An infant in Menik Camp.
Many thousands of the IDP children have lost both their parents comes news from the Sri Lankan ‘welfare camps’.
Bright red pottu
Every morning
Never missed.
The point of your finger
Right here between our eyebrows
For both of us.
Amma puts hers first
Then she puts mine.
Remember me insisting
Me first, me first!
That day Dad give me a biggest hug, squeezed so tight,
Lifted me so high, laughing so loud.
At midnight he went out of the bunker.
Amma must have known he wasn’t coming back
But still she smiled at me.
The day she went out of the bunker
Her pottu was still shining between her eyebrows.
Then her pottu went right into her head
And red blood came all down her calm, loving face.

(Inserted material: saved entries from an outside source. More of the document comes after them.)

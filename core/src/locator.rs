//! Locates the `ss.exe` executable.
//!
//! Candidates are tried in order: the explicitly configured path, the two
//! standard install directories, then a system lookup (the SourceSafe
//! registry key on Windows). The first existing file wins.

use crate::error::VssError;
use crate::types::Result;

use std::fmt;
use std::path::{Path, PathBuf};
use std::sync::Arc;
use tracing::debug;

/// Executable name of the SourceSafe command-line client.
pub const EXECUTABLE_NAME: &str = "ss.exe";

const PROGRAM_FILES_PATH: &str = r"C:\Program Files\Microsoft Visual SourceSafe\ss.exe";
const PROGRAM_FILES_X86_PATH: &str = r"C:\Program Files (x86)\Microsoft Visual SourceSafe\ss.exe";

/// A last-resort lookup returning a candidate executable path.
pub type SystemLookup = Arc<dyn Fn() -> Option<PathBuf> + Send + Sync>;

/// Resolves the client executable.
#[derive(Clone)]
pub struct ExecutableLocator {
    explicit: Option<PathBuf>,
    well_known: Vec<PathBuf>,
    system_lookup: SystemLookup,
}

impl fmt::Debug for ExecutableLocator {
    fn fmt(&self, f: &mut fmt::Formatter<'_>) -> fmt::Result {
        f.debug_struct("ExecutableLocator")
            .field("explicit", &self.explicit)
            .field("well_known", &self.well_known)
            .finish_non_exhaustive()
    }
}

impl ExecutableLocator {
    /// Creates a locator with the standard install paths and the platform system lookup.
    ///
    /// A blank `explicit` path counts as not configured.
    pub fn new(explicit: Option<PathBuf>) -> Self {
        ExecutableLocator {
            explicit: explicit.filter(|p| !p.as_os_str().to_string_lossy().trim().is_empty()),
            well_known: vec![
                PathBuf::from(PROGRAM_FILES_PATH),
                PathBuf::from(PROGRAM_FILES_X86_PATH),
            ],
            system_lookup: Arc::new(registry_lookup),
        }
    }

    /// Replaces the standard install paths.
    pub fn with_well_known_paths<I, P>(mut self, paths: I) -> Self
    where
        I: IntoIterator<Item = P>,
        P: AsRef<Path>,
    {
        self.well_known = paths.into_iter().map(|p| p.as_ref().to_path_buf()).collect();
        self
    }

    /// Replaces the system lookup.
    pub fn with_system_lookup<F>(mut self, lookup: F) -> Self
    where
        F: Fn() -> Option<PathBuf> + Send + Sync + 'static,
    {
        self.system_lookup = Arc::new(lookup);
        self
    }

    /// Returns the path of the executable to run.
    ///
    /// # Errors
    /// Returns `VssError::NotAvailable` if a configured path does not exist or
    /// none of the candidates resolves to a file.
    pub fn resolve(&self) -> Result<PathBuf> {
        if let Some(explicit) = &self.explicit {
            if explicit.is_file() {
                return Ok(explicit.clone());
            }
            return Err(VssError::NotAvailable(format!(
                "configured executable {} does not exist",
                explicit.display()
            )));
        }

        if let Some(found) = self.well_known.iter().find(|p| p.is_file()) {
            debug!(path = %found.display(), "found SourceSafe client in install directory");
            return Ok(found.clone());
        }

        match (self.system_lookup)() {
            Some(found) if found.is_file() => {
                debug!(path = %found.display(), "found SourceSafe client via system lookup");
                Ok(found)
            }
            _ => Err(VssError::NotAvailable(format!(
                "{} was not found in the standard install directories or the system configuration",
                EXECUTABLE_NAME
            ))),
        }
    }

    /// `true` when [`resolve`](Self::resolve) would succeed.
    pub fn is_available(&self) -> bool {
        self.resolve().is_ok()
    }
}

/// Reads the SourceSafe SCC server path from the registry and returns `ss.exe` beside it.
#[cfg(windows)]
fn registry_lookup() -> Option<PathBuf> {
    use std::process::{Command, Stdio};

    let output = Command::new("reg")
        .args([
            "query",
            r"HKLM\SOFTWARE\Microsoft\SourceSafe",
            "/v",
            "SCCServerPath",
        ])
        .stdin(Stdio::null())
        .output()
        .ok()?;
    if !output.status.success() {
        return None;
    }
    parse_registry_value(&String::from_utf8_lossy(&output.stdout))
        .and_then(|dll| dll.parent().map(|dir| dir.join(EXECUTABLE_NAME)))
}

#[cfg(not(windows))]
fn registry_lookup() -> Option<PathBuf> {
    None
}

/// Extracts the value column of a `reg query` line such as
/// `    SCCServerPath    REG_SZ    C:\...\ssscc.dll`.
#[cfg_attr(not(windows), allow(dead_code))]
fn parse_registry_value(output: &str) -> Option<PathBuf> {
    output.lines().find_map(|line| {
        let (_, value) = line.split_once("REG_SZ")?;
        let value = value.trim();
        (!value.is_empty()).then(|| PathBuf::from(value))
    })
}

#[cfg(test)]
mod tests {
    use super::*;
    use std::fs;
    use tempfile::TempDir;

    fn fake_client(dir: &TempDir, name: &str) -> PathBuf {
        let path = dir.path().join(name);
        fs::write(&path, b"").unwrap();
        path
    }

    fn nothing_installed(dir: &TempDir) -> ExecutableLocator {
        ExecutableLocator::new(None)
            .with_well_known_paths([dir.path().join("a/ss.exe"), dir.path().join("b/ss.exe")])
            .with_system_lookup(|| None)
    }

    #[test]
    fn test_unavailable_when_no_strategy_finds_a_file() {
        let dir = TempDir::new().unwrap();
        let locator = nothing_installed(&dir);
        assert!(!locator.is_available());
        assert!(matches!(locator.resolve(), Err(VssError::NotAvailable(_))));
    }

    #[test]
    fn test_blank_explicit_path_falls_through() {
        let dir = TempDir::new().unwrap();
        let installed = fake_client(&dir, "ss.exe");
        for blank in ["", "   "] {
            let config = crate::config::ProviderConfig::new("srcsafe.ini").executable_path(blank);
            let locator = ExecutableLocator::new(config.executable_path)
                .with_well_known_paths([installed.clone()])
                .with_system_lookup(|| None);
            assert!(locator.is_available());
            assert_eq!(locator.resolve().unwrap(), installed);
        }
    }

    #[test]
    fn test_explicit_path_wins() {
        let dir = TempDir::new().unwrap();
        let explicit = fake_client(&dir, "custom-ss.exe");
        let installed = fake_client(&dir, "ss.exe");
        let locator = ExecutableLocator::new(Some(explicit.clone()))
            .with_well_known_paths([installed]);
        assert_eq!(locator.resolve().unwrap(), explicit);
    }

    #[test]
    fn test_missing_explicit_path_does_not_fall_back() {
        let dir = TempDir::new().unwrap();
        let installed = fake_client(&dir, "ss.exe");
        let locator = ExecutableLocator::new(Some(dir.path().join("missing.exe")))
            .with_well_known_paths([installed]);
        assert!(!locator.is_available());
        let message = locator.resolve().unwrap_err().to_string();
        assert!(message.contains("missing.exe"), "{}", message);
    }

    #[test]
    fn test_first_well_known_path() {
        let dir = TempDir::new().unwrap();
        let first = fake_client(&dir, "first.exe");
        let locator = nothing_installed(&dir).with_well_known_paths([first.clone()]);
        assert_eq!(locator.resolve().unwrap(), first);
    }

    #[test]
    fn test_second_well_known_path() {
        let dir = TempDir::new().unwrap();
        let second = fake_client(&dir, "second.exe");
        let locator = nothing_installed(&dir)
            .with_well_known_paths([dir.path().join("missing.exe"), second.clone()]);
        assert!(locator.is_available());
        assert_eq!(locator.resolve().unwrap(), second);
    }

    #[test]
    fn test_system_lookup() {
        let dir = TempDir::new().unwrap();
        let found = fake_client(&dir, "ss.exe");
        let reported = found.clone();
        let locator = nothing_installed(&dir).with_system_lookup(move || Some(reported.clone()));
        assert_eq!(locator.resolve().unwrap(), found);
    }

    #[test]
    fn test_system_lookup_pointing_at_missing_file() {
        let dir = TempDir::new().unwrap();
        let missing = dir.path().join("gone.exe");
        let locator = nothing_installed(&dir).with_system_lookup(move || Some(missing.clone()));
        assert!(!locator.is_available());
    }

    #[test]
    fn test_parse_registry_value() {
        let output = "\r\nHKEY_LOCAL_MACHINE\\SOFTWARE\\Microsoft\\SourceSafe\r\n    \
                      SCCServerPath    REG_SZ    C:\\VSS\\win32\\ssscc.dll\r\n\r\n";
        assert_eq!(
            parse_registry_value(output),
            Some(PathBuf::from("C:\\VSS\\win32\\ssscc.dll"))
        );
        assert_eq!(parse_registry_value("ERROR: not found"), None);
    }
}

Before then I only knew how to cry.
Then I knew how to shriek, to scream
Holding on to your body, Amma,
Scream!
Scream!
Scream!
Here too our school is under the trees
But they don’t take the register.
I don’t mind, I’m used to it.
The only thing different is
There are no bunkers here.
Sometimes my heart beats so hard
It’s louder than the gunshots
And tears just shoot out when I think about you.
Please don’t ask me about pottu
If Amma can’t put it on me I don’t want it.
And please don’t teach us about parents,
I don’t want to hear about them.
It’s not only me; none of us want to hear it.
Poem by Mahesh Munasinghe
Translated by Prasanna Ratnayake
The pottu is the red spot traditionally worn by Hindu married women, more recently also by children. It is believed to protect them from evil. Usually a widow stops wearing her pottu immediately after her husband’s death.